PAH treatment guidelines are now available from the American Heart Association and the European society of Cardiology. These guidelines were developed based on the condition’s clinical features, as well as on the general health of patients with cardiovascular disease. This report reviews the latest guidelines for the management of this condition (pulmonary arterial hypertension).

pulmonary arterial hypertension treatment guidelines

The first set of PAH treatment guidelines was released in 2021. They were based on the assumption that people who suffer from this disease have a milder form of atherosclerosis. The second set of treatment guidelines was also released in 2021. Although the guidelines did not specifically mention cardiovascular disease, they were addressing the same issue as Dr. Melendr Spain, the father of modern cardiovascular research. He had shown, through his studies, that there is a little bit of atherosclerosis in the carotid arteries, but it does not cause serious problems.

Therefore, the first set of pulmonary arterial hypertension treatment guidelines advised patients to take high doses of calcium channel blocker drugs. Patients who do not respond well to calcium channel blocker drug therapy might find it beneficial to also take a blood-thinning agent, such as heparin or warfarin. While these agents can be effective for short-term measures, they may not be as effective in the long term. Patients who continue to take such drugs would develop bone deterioration, kidney damage, and heart attack.

Second, the treatment guidelines recommend the use of low-intensity, constant pressure cardio therapies for patients who do not respond to calcium channel blocker drugs or other preventive therapies.
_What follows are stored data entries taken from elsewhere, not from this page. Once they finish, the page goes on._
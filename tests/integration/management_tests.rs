//! Database management and auto-PR configuration endpoints.

use serde_json::json;

use super::test_helpers::*;

#[actix_rt::test]
async fn test_database_info_reports_connected() {
    let ctx = TestContext::new().await;
    let api = create_api_app(&ctx).await;

    let (status, body) = get_json(&api, "/api/database/info").await;
    assert_eq!(status, 200);
    assert_eq!(body["type"], "SQLite");
    assert_eq!(body["connected"], true);
}

#[actix_rt::test]
async fn test_create_sqlite_then_refuse_overwrite() {
    let ctx = TestContext::new().await;
    let api = create_api_app(&ctx).await;
    let db_path = ctx.dir.path().join("fresh.db");
    let uri = format!(
        "/api/database/create-sqlite?db_path={}",
        urlencoding::encode(&db_path.display().to_string())
    );

    let (status, body) = post_json(&api, &uri, &json!({})).await;
    assert_eq!(status, 200, "{:?}", body);
    assert_eq!(body["success"], true);
    assert!(db_path.exists());

    let (status, _) = post_json(&api, &uri, &json!({})).await;
    assert_eq!(status, 400);
}

#[actix_rt::test]
async fn test_update_config_writes_env_after_successful_test() {
    let ctx = TestContext::new().await;
    ctx.write_env("API_PORT=8001\n");
    let api = create_api_app(&ctx).await;
    let db_path = ctx.dir.path().join("switched.db");
    let request = json!({ "type": "sqlite", "path": db_path.display().to_string() });

    // Testing a path that does not exist yet leaves it untouched
    let (status, body) = post_json(&api, "/api/database/test-connection", &request).await;
    assert_eq!(status, 200);
    assert_eq!(body["success"], false, "{:?}", body);
    assert!(!db_path.exists());

    let uri = format!(
        "/api/database/create-sqlite?db_path={}",
        urlencoding::encode(&db_path.display().to_string())
    );
    let (status, body) = post_json(&api, &uri, &json!({})).await;
    assert_eq!(status, 200, "{:?}", body);

    let (status, body) = post_json(&api, "/api/database/test-connection", &request).await;
    assert_eq!(status, 200);
    assert_eq!(body["success"], true, "{:?}", body);

    let (status, body) = post_json(&api, "/api/database/update-config", &request).await;
    assert_eq!(status, 200, "{:?}", body);
    assert_eq!(body["success"], true);
    assert_eq!(body["restart_required"], true);

    let content = std::fs::read_to_string(ctx.env_file()).unwrap();
    assert!(content.contains("DB_TYPE=SQLite"));
    assert!(content.contains("GITHUB_EVENTS_DB="));
    assert!(content.contains("API_PORT=8001"));
}

#[actix_rt::test]
async fn test_update_config_refuses_missing_sqlite_file() {
    let ctx = TestContext::new().await;
    ctx.write_env("API_PORT=8001\n");
    let api = create_api_app(&ctx).await;
    let db_path = ctx.dir.path().join("absent.db");

    let request = json!({ "type": "sqlite", "path": db_path.display().to_string() });
    let (status, _) = post_json(&api, "/api/database/update-config", &request).await;
    assert_eq!(status, 400);
    assert!(!db_path.exists());
    assert_eq!(std::fs::read_to_string(ctx.env_file()).unwrap(), "API_PORT=8001\n");
}

#[actix_rt::test]
async fn test_update_config_rejects_unknown_backend() {
    let ctx = TestContext::new().await;
    let api = create_api_app(&ctx).await;

    let (status, body) =
        post_json(&api, "/api/database/update-config", &json!({ "type": "oracle" })).await;
    assert_eq!(status, 400);
    assert_eq!(body["error"], "INVALID_INPUT");
}

#[actix_rt::test]
async fn test_auto_pr_config_merge() {
    let ctx = TestContext::new().await;
    let api = create_api_app(&ctx).await;

    let (status, body) = get_json(&api, "/api/auto-pr/config").await;
    assert_eq!(status, 200);
    assert_eq!(body["auto_pr_enabled"], false);
    assert_eq!(body["auto_pr_settings"]["base_branch"], "main");

    let (status, body) = post_json(
        &api,
        "/api/auto-pr/config",
        &json!({ "auto_pr_enabled": true, "auto_pr_settings": { "base_branch": "develop" } }),
    )
    .await;
    assert_eq!(status, 200, "{:?}", body);
    assert_eq!(body["auto_pr_enabled"], true);
    assert_eq!(body["auto_pr_settings"]["base_branch"], "develop");
    // Untouched keys of a merged section keep their values
    assert_eq!(
        body["auto_pr_settings"]["title_template"],
        "PR for branch: {branch_name}"
    );

    let saved = std::fs::read_to_string(ctx.store.path()).unwrap();
    assert!(saved.contains("develop"));
}

#[actix_rt::test]
async fn test_projects_and_scripts() {
    let ctx = TestContext::new().await;
    let api = create_api_app(&ctx).await;

    let (status, _) = post_json(&api, "/api/projects", &json!({ "id": "web", "name": "Web" })).await;
    assert_eq!(status, 201);
    let (status, _) = post_json(&api, "/api/projects", &json!({ "id": "web", "name": "Web" })).await;
    assert_eq!(status, 400);

    let (_, projects) = get_json(&api, "/api/projects").await;
    assert_eq!(projects.as_array().unwrap().len(), 1);

    let script_path = ctx.dir.path().join("deploy.sh");
    std::fs::write(&script_path, "#!/bin/sh\nexit 0\n").unwrap();
    let (status, body) = post_json(
        &api,
        "/api/scripts",
        &json!({
            "name": "web",
            "script_path": script_path.display().to_string(),
            "repo_patterns": ["Hello-World"]
        }),
    )
    .await;
    assert_eq!(status, 201, "{:?}", body);
    assert_eq!(body["enabled"], true);

    let (status, _) = post_json(
        &api,
        "/api/scripts",
        &json!({ "name": "ghost", "script_path": "/nonexistent/script.sh" }),
    )
    .await;
    assert_eq!(status, 400);

    let (_, scripts) = get_json(&api, "/api/scripts").await;
    assert_eq!(scripts.as_array().unwrap().len(), 1);

    let req = actix_web::test::TestRequest::delete()
        .uri("/api/scripts/web")
        .to_request();
    let resp = actix_web::test::call_service(&api, req).await;
    assert_eq!(resp.status().as_u16(), 200);

    let req = actix_web::test::TestRequest::delete()
        .uri("/api/scripts/web")
        .to_request();
    let resp = actix_web::test::call_service(&api, req).await;
    assert_eq!(resp.status().as_u16(), 404);
}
Examples of these cardio therapies include continuous positive airway pressure (CPAP), positive airway pressure (PAAP), and rescue breathing. Patients who respond well to these therapies should also receive diuretic therapy, in addition to oral diuretics. Oral hydrocortisone is an alternative therapy for some patients. However, it is not recommended for patients with severe heart failure or acute coronary syndromes. Lastly, patients are advised to undergo noninvasive interventions, such as medications and physical therapies, in order to improve their symptoms.
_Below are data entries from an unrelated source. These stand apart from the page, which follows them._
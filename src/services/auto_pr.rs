//! Automatic pull requests for newly pushed branches.
//!
//! Configuration lives in a JSON sidecar managed by [`AutoPrStore`]. The
//! [`BranchMonitor`] polls GitHub for branch lists and opens a PR for every
//! branch that appears between two polls.

use std::collections::{HashMap, HashSet};
use std::path::{Path, PathBuf};
use std::sync::Arc;
use std::time::Duration;

use chrono::Utc;
use serde_json::Value;
use tokio::sync::{RwLock, watch};
use tokio::task::JoinHandle;
use tracing::{error, info, warn};

use crate::error::{AppError, AppResult};
use crate::models::auto_pr::{AutoPrConfig, PostMergeScript, Project};

use super::github_api::{CreatedPull, GitHubApi, NewPull, RemoteRepository};

/// Delay between polls after a successful cycle.
pub const POLL_INTERVAL: Duration = Duration::from_secs(60);
/// Delay after a failed cycle.
pub const ERROR_BACKOFF: Duration = Duration::from_secs(120);

/// Shared, file-backed auto-PR configuration.
#[derive(Clone)]
pub struct AutoPrStore {
    path: PathBuf,
    config: Arc<RwLock<AutoPrConfig>>,
}

impl AutoPrStore {
    /// Load the sidecar, creating it with defaults when it does not exist.
    pub fn load(path: impl Into<PathBuf>) -> Self {
        let path = path.into();
        let config = read_config(&path);
        Self {
            path,
            config: Arc::new(RwLock::new(config)),
        }
    }

    pub fn path(&self) -> &Path {
        &self.path
    }

    pub async fn snapshot(&self) -> AutoPrConfig {
        self.config.read().await.clone()
    }

    /// Merge a partial document into the configuration and save it.
    ///
    /// Top-level objects are merged key by key; other values replace the
    /// current ones. Unknown top-level keys are ignored.
    pub async fn update(&self, patch: Value) -> AppResult<AutoPrConfig> {
        let Value::Object(patch) = patch else {
            return Err(AppError::InvalidInput(
                "Configuration update must be a JSON object".to_string(),
            ));
        };

        let mut config = self.config.write().await;
        let mut current = serde_json::to_value(&*config)?;
        if let Value::Object(current) = &mut current {
            for (key, value) in patch {
                match (current.get_mut(&key), value) {
                    (Some(Value::Object(section)), Value::Object(fields)) => {
                        section.extend(fields);
                    }
                    (Some(slot), value) => *slot = value,
                    (None, _) => warn!("Ignoring unknown configuration key: {}", key),
                }
            }
        }

        let updated: AutoPrConfig = serde_json::from_value(current)?;
        self.save(&updated).await?;
        *config = updated.clone();
        Ok(updated)
    }

    /// Register a post-merge script. The script file must exist.
    pub async fn add_post_merge_script(
        &self,
        project_name: &str,
        script_path: &str,
        repo_patterns: Vec<String>,
    ) -> AppResult<PostMergeScript> {
        if !Path::new(script_path).exists() {
            return Err(AppError::InvalidInput(format!(
                "Script file not found: {}",
                script_path
            )));
        }

        let script = PostMergeScript {
            project_name: project_name.to_string(),
            script_path: script_path.to_string(),
            repo_patterns,
            enabled: true,
            added_at: Some(Utc::now()),
        };

        let mut config = self.config.write().await;
        let mut updated = config.clone();
        updated.post_merge_scripts.scripts.push(script.clone());
        self.save(&updated).await?;
        *config = updated;

        info!("Added post-merge script: {}", project_name);
        Ok(script)
    }

    /// Remove every script registered under `project_name`.
    pub async fn remove_post_merge_script(&self, project_name: &str) -> AppResult<()> {
        let mut config = self.config.write().await;
        let mut updated = config.clone();
        let before = updated.post_merge_scripts.scripts.len();
        updated
            .post_merge_scripts
            .scripts
            .retain(|s| s.project_name != project_name);

        if updated.post_merge_scripts.scripts.len() == before {
            return Err(AppError::NotFound(format!(
                "Post-merge script {}",
                project_name
            )));
        }

        self.save(&updated).await?;
        *config = updated;
        info!("Removed post-merge script: {}", project_name);
        Ok(())
    }

    pub async fn post_merge_scripts(&self) -> Vec<PostMergeScript> {
        self.config.read().await.post_merge_scripts.scripts.clone()
    }

    pub async fn add_project(&self, id: &str, name: &str) -> AppResult<Project> {
        let mut config = self.config.write().await;
        if config.projects.iter().any(|p| p.id == id) {
            return Err(AppError::InvalidInput(format!(
                "Project {} already exists",
                id
            )));
        }

        let project = Project {
            id: id.to_string(),
            name: name.to_string(),
            added_at: Some(Utc::now()),
        };
        let mut updated = config.clone();
        updated.projects.push(project.clone());
        self.save(&updated).await?;
        *config = updated;

        info!("Added project: {}", name);
        Ok(project)
    }

    pub async fn projects(&self) -> Vec<Project> {
        self.config.read().await.projects.clone()
    }

    async fn save(&self, config: &AutoPrConfig) -> AppResult<()> {
        let json = serde_json::to_string_pretty(config)
            .map_err(|e| AppError::Internal(format!("Failed to serialize config: {}", e)))?;
        tokio::fs::write(&self.path, json).await?;
        info!("Configuration saved to {}", self.path.display());
        Ok(())
    }
}

fn read_config(path: &Path) -> AutoPrConfig {
    if !path.exists() {
        let config = AutoPrConfig::default();
        match serde_json::to_string_pretty(&config) {
            Ok(json) => {
                if let Err(e) = std::fs::write(path, json) {
                    error!("Error writing default config to {}: {}", path.display(), e);
                }
            }
            Err(e) => error!("Error serializing default config: {}", e),
        }
        return config;
    }

    match std::fs::read_to_string(path)
        .map_err(AppError::from)
        .and_then(|raw| serde_json::from_str::<AutoPrConfig>(&raw).map_err(AppError::from))
    {
        Ok(config) => config,
        Err(e) => {
            error!("Error loading config from {}: {}", path.display(), e);
            AutoPrConfig::default()
        }
    }
}

/// Open a PR for `branch_name` unless configuration or an existing PR says not to.
///
/// Errors are logged and reported as `None`.
pub async fn create_pull_request_for_branch(
    api: &dyn GitHubApi,
    config: &AutoPrConfig,
    repo: &RemoteRepository,
    branch_name: &str,
) -> Option<CreatedPull> {
    if !config.auto_pr_enabled {
        info!("Auto PR creation is disabled");
        return None;
    }

    let settings = &config.auto_pr_settings;
    if let Some(pattern) = settings.exclusion_for(branch_name) {
        info!(
            "Branch {} matches exclusion pattern {}, skipping PR creation",
            branch_name, pattern
        );
        return None;
    }

    if !settings.includes_repo(&repo.full_name) {
        info!(
            "Repository {} not in inclusion list, skipping PR creation",
            repo.full_name
        );
        return None;
    }

    let head = format!("{}:{}", repo.owner.login, branch_name);
    match api.has_open_pull_for_head(&repo.full_name, &head).await {
        Ok(true) => {
            info!(
                "PR already exists for branch {} in {}",
                branch_name, repo.full_name
            );
            return None;
        }
        Ok(false) => {}
        Err(e) => {
            error!("Error checking PRs for branch {}: {}", branch_name, e);
            return None;
        }
    }

    let pull = NewPull {
        title: settings.render_title(branch_name, &repo.name),
        body: settings.render_body(branch_name, &repo.name),
        head: branch_name.to_string(),
        base: settings.base_branch.clone(),
    };

    match api.create_pull(&repo.full_name, &pull).await {
        Ok(created) => {
            info!(
                "Created PR #{} for branch {} in {}",
                created.number, branch_name, repo.full_name
            );
            Some(created)
        }
        Err(e) => {
            error!("Error creating PR for branch {}: {}", branch_name, e);
            None
        }
    }
}

/// Polls repositories for new branches.
///
/// The last seen branch set per repository is kept in memory only. The first
/// poll of a repository records a baseline and never opens PRs.
pub struct BranchMonitor {
    api: Arc<dyn GitHubApi>,
    store: AutoPrStore,
    known_branches: HashMap<String, HashSet<String>>,
}

impl BranchMonitor {
    pub fn new(api: Arc<dyn GitHubApi>, store: AutoPrStore) -> Self {
        Self {
            api,
            store,
            known_branches: HashMap::new(),
        }
    }

    /// Run one poll cycle and return the PRs it opened.
    pub async fn poll_once(&mut self) -> AppResult<Vec<CreatedPull>> {
        let config = self.store.snapshot().await;
        let repos = self.repositories_to_check(&config).await?;
        let mut created = Vec::new();

        for repo in repos {
            let current = match self.api.list_branches(&repo.full_name).await {
                Ok(branches) => branches,
                Err(e) => {
                    error!("Error getting branches for {}: {}", repo.full_name, e);
                    continue;
                }
            };

            let Some(previous) = self.known_branches.get(&repo.full_name) else {
                info!(
                    "Tracking {} with {} existing branches",
                    repo.full_name,
                    current.len()
                );
                self.known_branches.insert(repo.full_name.clone(), current);
                continue;
            };

            let mut new_branches: Vec<&String> = current.difference(previous).collect();
            new_branches.sort();

            for branch in new_branches {
                info!("New branch detected: {} in {}", branch, repo.full_name);
                if config.auto_pr_enabled {
                    if let Some(pull) =
                        create_pull_request_for_branch(self.api.as_ref(), &config, &repo, branch)
                            .await
                    {
                        created.push(pull);
                    }
                }
            }

            self.known_branches.insert(repo.full_name.clone(), current);
        }

        Ok(created)
    }

    async fn repositories_to_check(&self, config: &AutoPrConfig) -> AppResult<Vec<RemoteRepository>> {
        let included = &config.auto_pr_settings.included_repos;
        if included.is_empty() {
            return self.api.authenticated_repos().await;
        }

        let mut repos = Vec::with_capacity(included.len());
        for full_name in included {
            match self.api.get_repo(full_name).await {
                Ok(repo) => repos.push(repo),
                Err(e) => error!("Error accessing repository {}: {}", full_name, e),
            }
        }
        Ok(repos)
    }

    /// Poll until `shutdown` flips to `true`.
    pub async fn run(mut self, mut shutdown: watch::Receiver<bool>) {
        info!("Branch monitor started");
        loop {
            let delay = match self.poll_once().await {
                Ok(_) => POLL_INTERVAL,
                Err(e) => {
                    error!("Error in branch monitor loop: {}", e);
                    ERROR_BACKOFF
                }
            };

            tokio::select! {
                _ = tokio::time::sleep(delay) => {}
                changed = shutdown.changed() => {
                    if changed.is_err() || *shutdown.borrow() {
                        break;
                    }
                }
            }
        }
        info!("Branch monitor stopped");
    }

    /// Spawn the monitor on the tokio runtime.
    pub fn start(self) -> MonitorHandle {
        let (tx, rx) = watch::channel(false);
        let task = tokio::spawn(self.run(rx));
        MonitorHandle { shutdown: tx, task }
    }
}

/// Handle to a running [`BranchMonitor`].
pub struct MonitorHandle {
    shutdown: watch::Sender<bool>,
    task: JoinHandle<()>,
}

impl MonitorHandle {
    pub async fn stop(self) {
        let _ = self.shutdown.send(true);
        if let Err(e) = self.task.await {
            warn!("Branch monitor task ended abnormally: {}", e);
        }
    }
}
Third, the experts recommend regular exercise, which can be done on a daily basis, in addition to the medications. Aerobic exercises are known to reduce stress, increase oxygen intake, and stimulate the immune system. Furthermore, patients should maintain a stable lifestyle by decreasing smoking, limiting alcohol consumption, and leading a stress-free lifestyle. Medications, such as beta-blockers and antihypertensive drugs, are also commonly prescribed to treat pulmonary hypertension.

Fourth, the guidelines advise patients to maintain a 6-minute walk distance from home to work. The reason behind this recommendation is to decrease the stress on the heart. In addition, patients should also maintain an adequate diet, which contains sufficient amounts of protein, carbohydrates, and fat, according to the current opinion. Moreover, the experts recommend regular exercise testing to monitor the progress of the condition.
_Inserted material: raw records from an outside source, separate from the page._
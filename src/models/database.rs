//! Database management request/response types.

use std::path::PathBuf;

use secrecy::SecretString;
use serde::{Deserialize, Serialize};
use utoipa::{IntoParams, ToSchema};

use crate::config::{DatabaseSettings, DbType, defaults};
use crate::error::{AppError, AppResult};

/// Connection parameters submitted by the dashboard.
#[derive(Debug, Clone, Deserialize, ToSchema)]
pub struct DatabaseConfigRequest {
    /// `SQLite`, `MySQL` or `PostgreSQL`
    #[serde(rename = "type")]
    pub db_type: String,
    pub path: Option<String>,
    pub host: Option<String>,
    /// Accepted as a string or a number
    #[schema(value_type = Option<String>)]
    pub port: Option<serde_json::Value>,
    pub name: Option<String>,
    pub user: Option<String>,
    pub password: Option<String>,
}

impl DatabaseConfigRequest {
    /// Build connection settings, filling unspecified fields from defaults.
    pub fn to_settings(&self) -> AppResult<DatabaseSettings> {
        let db_type = DbType::parse(&self.db_type).ok_or_else(|| {
            AppError::InvalidInput(format!("Unsupported database type: {}", self.db_type))
        })?;

        let port = match &self.port {
            None | Some(serde_json::Value::Null) => defaults::DB_PORT,
            Some(serde_json::Value::Number(n)) => n
                .as_u64()
                .and_then(|p| u16::try_from(p).ok())
                .ok_or_else(|| AppError::InvalidInput(format!("Invalid port: {}", n)))?,
            Some(serde_json::Value::String(s)) => s
                .trim()
                .parse::<u16>()
                .map_err(|_| AppError::InvalidInput(format!("Invalid port: {}", s)))?,
            Some(other) => {
                return Err(AppError::InvalidInput(format!("Invalid port: {}", other)));
            }
        };

        let path = self
            .path
            .clone()
            .unwrap_or_else(|| defaults::SQLITE_PATH.to_string());

        Ok(DatabaseSettings {
            db_type,
            host: self
                .host
                .clone()
                .unwrap_or_else(|| defaults::DB_HOST.to_string()),
            port,
            name: self
                .name
                .clone()
                .unwrap_or_else(|| defaults::DB_NAME.to_string()),
            user: self
                .user
                .clone()
                .unwrap_or_else(|| defaults::DB_USER.to_string()),
            password: SecretString::from(
                self.password
                    .clone()
                    .unwrap_or_else(|| defaults::DB_PASSWORD.to_string()),
            ),
            ..DatabaseSettings::sqlite(PathBuf::from(path))
        })
    }
}

/// Current database backend as reported by `GET /api/database/info`.
#[derive(Debug, Clone, Serialize, ToSchema)]
pub struct DatabaseInfo {
    #[serde(rename = "type")]
    pub db_type: String,
    pub location: String,
    pub connected: bool,
}

#[derive(Debug, Clone, Deserialize, IntoParams)]
#[into_params(parameter_in = Query)]
pub struct CreateSqliteParams {
    /// Path of the new SQLite file
    pub db_path: String,
}

#[cfg(test)]
mod tests {
    use super::*;
    use serde_json::json;

    #[test]
    fn test_port_accepts_string_or_number() {
        let request: DatabaseConfigRequest = serde_json::from_value(json!({
            "type": "MySQL", "host": "db", "port": "3307"
        }))
        .unwrap();
        assert_eq!(request.to_settings().unwrap().port, 3307);

        let request: DatabaseConfigRequest =
            serde_json::from_value(json!({"type": "postgresql", "port": 5432})).unwrap();
        let settings = request.to_settings().unwrap();
        assert_eq!(settings.db_type, DbType::Postgres);
        assert_eq!(settings.port, 5432);
    }

    #[test]
    fn test_unknown_type_rejected() {
        let request: DatabaseConfigRequest =
            serde_json::from_value(json!({"type": "oracle"})).unwrap();
        assert!(matches!(
            request.to_settings(),
            Err(AppError::InvalidInput(_))
        ));
    }
}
Fifth, there are specific treatment pathways. Pulmonary arterial hypertension can be treated using various approaches. One approach is to treat the stress on the heart by increasing the workload during breathing. This is done by reducing the workload during physical activity, thereby increasing the oxygen consumption rate. Another technique is by increasing the supply of oxygen to the brain through the blood pump. This is done by increasing the workload during the inspirations and respiratory diaphragm, thereby reducing the stress on the heart.

Finally, the guidelines also suggest different types of exercise programs for patients with pulmonary arterial hypertension. These exercise programs include steady state exercising, high intensity/low intensity exercising, swimming, jogging, bicycling, tennis, or playing games such as golf or soccer. For patients that do not want to perform any physical activities or prefer to avoid any type of exercise, they can use the therapy offered by the American College of Sports Medicine. The American College of Sports Medicine provides information and guidelines on various treatments and prevention of this condition.